The bread and oil of non-Jews is forbidden. Was permission granted to allow bread of non-Jews? If so, was it limited to particular circumstances? Why was the oil of non-Jews forbidden and then later permitted? Debate between Rav and Shmuel. Many questions are raised against Rav’s opinion. According to Rav, it was part of the eighteen things that the students of Shamai and Hillel forbade on one particular day when there were more students of Shamai than Hillel and Shamai’s students were able to pass them by a majority vote. What they forbade on that day according to Rav in the category of non-Jews is explained – bread and oil because of wine, wine because of their daughters, their daughters because of something else and something else on account of something else. The gemara has a discussion and brings several attempts to explain what the issue is regarding the daughters, because if it is lest they marry them, that is already forbidden by Torah law.
What are the reasons that the rabbis decreed that cheese of non-Jews was forbidden for eating purposes, however one can benefit from them? The interaction in the mishna between Rabbi Yehoshua and Rabbi Yishmael regarding this issue is analyzed and is also brought as proof for the previous sugya about the difference between betrothing a woman with the dung of an ox who killed a person and the dung of an animal that was used for worshipping idols. Six possible explanations for the decree are brought by various amoraim. The next mishna discusses other decrees the rabbis instituted regarding items of non-Jews such as milk, bread, cooked items, oil, etc. Each item will be analyzed in the gemara.
Do glazed earthenware vessels absorb? To what extent? In what situation? Can it be kashered? Three questions were asked of Rabbi akiva and he didn’t know the answer to them and went to the beit midrash and found the answers, one of them related to the question of clay jars of non-Jews. Grape seeds and grape peels, and fish stew (morayis) mentinoed in the mishna are discussed and the issues relating to them. Why are the cheeses from Onaiki forbidden?
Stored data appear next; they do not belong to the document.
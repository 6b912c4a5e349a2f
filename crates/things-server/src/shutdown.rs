//! Graceful shutdown signal.
//!
//! A [`ShutdownSignal`] can be cloned freely; triggering any clone wakes
//! every task waiting on [`ShutdownSignal::recv`]. A [`ConnectionTracker`]
//! counts open connections so the server can wait for them to drain.

use std::future::Future;
use std::sync::atomic::{AtomicBool, AtomicUsize, Ordering};
use std::sync::Arc;
use tokio::sync::{broadcast, Notify};
use tracing::{info, warn};

/// A signal used to trigger and await shutdown.
///
/// # Example
///
/// ```
/// use things_server::ShutdownSignal;
///
/// let shutdown = ShutdownSignal::new();
/// let clone = shutdown.clone();
///
/// clone.trigger();
/// assert!(shutdown.is_shutdown());
/// ```
#[derive(Debug, Clone)]
pub struct ShutdownSignal {
    triggered: Arc<AtomicBool>,
    sender: broadcast::Sender<()>,
}

impl ShutdownSignal {
    /// Creates an untriggered signal.
    #[must_use]
    pub fn new() -> Self {
        let (sender, _) = broadcast::channel(1);
        Self {
            triggered: Arc::new(AtomicBool::new(false)),
            sender,
        }
    }

    /// Triggers shutdown. Later calls do nothing.
    pub fn trigger(&self) {
        if self
            .triggered
            .compare_exchange(false, true, Ordering::SeqCst, Ordering::SeqCst)
            .is_ok()
        {
            // No receivers is fine.
            let _ = self.sender.send(());
        }
    }

    /// Returns true once shutdown has been triggered.
    #[must_use]
    pub fn is_shutdown(&self) -> bool {
        self.triggered.load(Ordering::SeqCst)
    }

    /// Returns a future that completes when shutdown is triggered, or
    /// immediately if it already was.
    pub fn recv(&self) -> impl Future<Output = ()> + Send + 'static {
        // Subscribe before reading the flag so a concurrent trigger is seen.
        let mut receiver = self.sender.subscribe();
        let triggered = Arc::clone(&self.triggered);

        async move {
            if !triggered.load(Ordering::SeqCst) {
                let _ = receiver.recv().await;
            }
        }
    }

    /// Creates a signal triggered by Ctrl-C, or SIGTERM on Unix.
    ///
    /// Must be called inside a Tokio runtime.
    #[must_use]
    pub fn with_os_signals() -> Self {
        let signal = Self::new();
        let trigger = signal.clone();

        tokio::spawn(async move {
            wait_for_os_signal().await;
            trigger.trigger();
        });

        signal
    }
}

impl Default for ShutdownSignal {
    fn default() -> Self {
        Self::new()
    }
}

/// Counts open connections.
///
/// # Example
///
/// ```
/// use things_server::ConnectionTracker;
///
/// let tracker = ConnectionTracker::new();
/// let guard = tracker.acquire();
/// assert_eq!(tracker.active(), 1);
///
/// drop(guard);
/// assert_eq!(tracker.active(), 0);
/// ```
#[derive(Debug, Clone, Default)]
pub struct ConnectionTracker {
    active: Arc<AtomicUsize>,
    notify: Arc<Notify>,
}

impl ConnectionTracker {
    /// Creates a tracker with no open connections.
    #[must_use]
    pub fn new() -> Self {
        Self::default()
    }

    /// Registers a connection until the guard is dropped.
    #[must_use]
    pub fn acquire(&self) -> ConnectionGuard {
        self.active.fetch_add(1, Ordering::SeqCst);
        ConnectionGuard {
            active: Arc::clone(&self.active),
            notify: Arc::clone(&self.notify),
        }
    }

    /// Returns the number of open connections.
    #[must_use]
    pub fn active(&self) -> usize {
        self.active.load(Ordering::SeqCst)
    }

    /// Completes once no connection is open.
    pub async fn drained(&self) {
        loop {
            let notified = self.notify.notified();
            tokio::pin!(notified);
            // Register before reading the count so a concurrent drop is seen.
            notified.as_mut().enable();

            if self.active() == 0 {
                return;
            }
            notified.await;
        }
    }
}

/// Held for the lifetime of one connection.
#[derive(Debug)]
pub struct ConnectionGuard {
    active: Arc<AtomicUsize>,
    notify: Arc<Notify>,
}

impl Drop for ConnectionGuard {
    fn drop(&mut self) {
        if self.active.fetch_sub(1, Ordering::SeqCst) == 1 {
            self.notify.notify_waiters();
        }
    }
}

async fn wait_for_os_signal() {
    #[cfg(unix)]
    {
        use tokio::signal::unix::{signal, SignalKind};

        match signal(SignalKind::terminate()) {
            Ok(mut sigterm) => {
                tokio::select! {
                    _ = sigterm.recv() => info!("Received SIGTERM, shutting down"),
                    _ = ctrl_c() => {}
                }
            }
            Err(e) => {
                warn!(error = %e, "Failed to register SIGTERM handler");
                ctrl_c().await;
            }
        }
    }

    #[cfg(not(unix))]
    ctrl_c().await;
}

async fn ctrl_c() {
    match tokio::signal::ctrl_c().await {
        Ok(()) => info!("Received Ctrl-C, shutting down"),
        Err(e) => {
            warn!(error = %e, "Failed to listen for Ctrl-C");
            std::future::pending::<()>().await;
        }
    }
}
Reish Lakish brings an answer but his answer is questioned based on a seemingly contradictory statement he made in another context?
The pottery shards that Hadrian used are described in detail. Since they have wine absorbed in them for the purpose of drinking, it is forbidden to derive benefit from them. But is one allowed to derive benefit from them if the benefit has nothing to do with the wine inside them, i.e. like using them for placing under the legs of a bed to make it even. In the context of that discussion, a braita is brought which included halachot about using a leather flask of a non-Jew and halachot relating to that issue are discussed. What are the details necessary to forbid a cut in the skin of an animal near the heart (when can one assume that it was done to remove the heart as an offering to their idols)? What are the halachot about animals on their way in/out of a house of idol worship? What about doing business with non-Jews on their way in/out of a house of worship? What about doing business with Jews on their way in/out of a house of worship?
If one gives items to non-Jews to watch do they need to be concerned that the non-Jew switched it with their own items? Can one buy wine from Samaritans? Is there a concern that non-Jews came in contact with the wine? Why is beer of non-Jews forbidden?
Which types of wine are not forbidden because of concern that a non-Jew may have used it as a libation for their idol worship? Which types of wines are we not concerned that if left uncovered, a snake may have come by and inserted its venom? What other types of foods/fruits that have liquids (are juicy) do we need to be concerned/not concerned that a snake may have inserted its venom?
Shiur in memory of Enya bat Reuven. More remedies are described and also what foods/activities to avoid if one is sick. How can one get a haircut from a non-Jew and ensure that one won’t be killed? A Jew can give a haircut to a non-Jew but must be careful not to get near the area that they would grow long in order to then cut it and offer it to their gods. Certain items of non-Jews are forbidden not only to eat but also to benefit from as they may have been used for idol worship such as wine.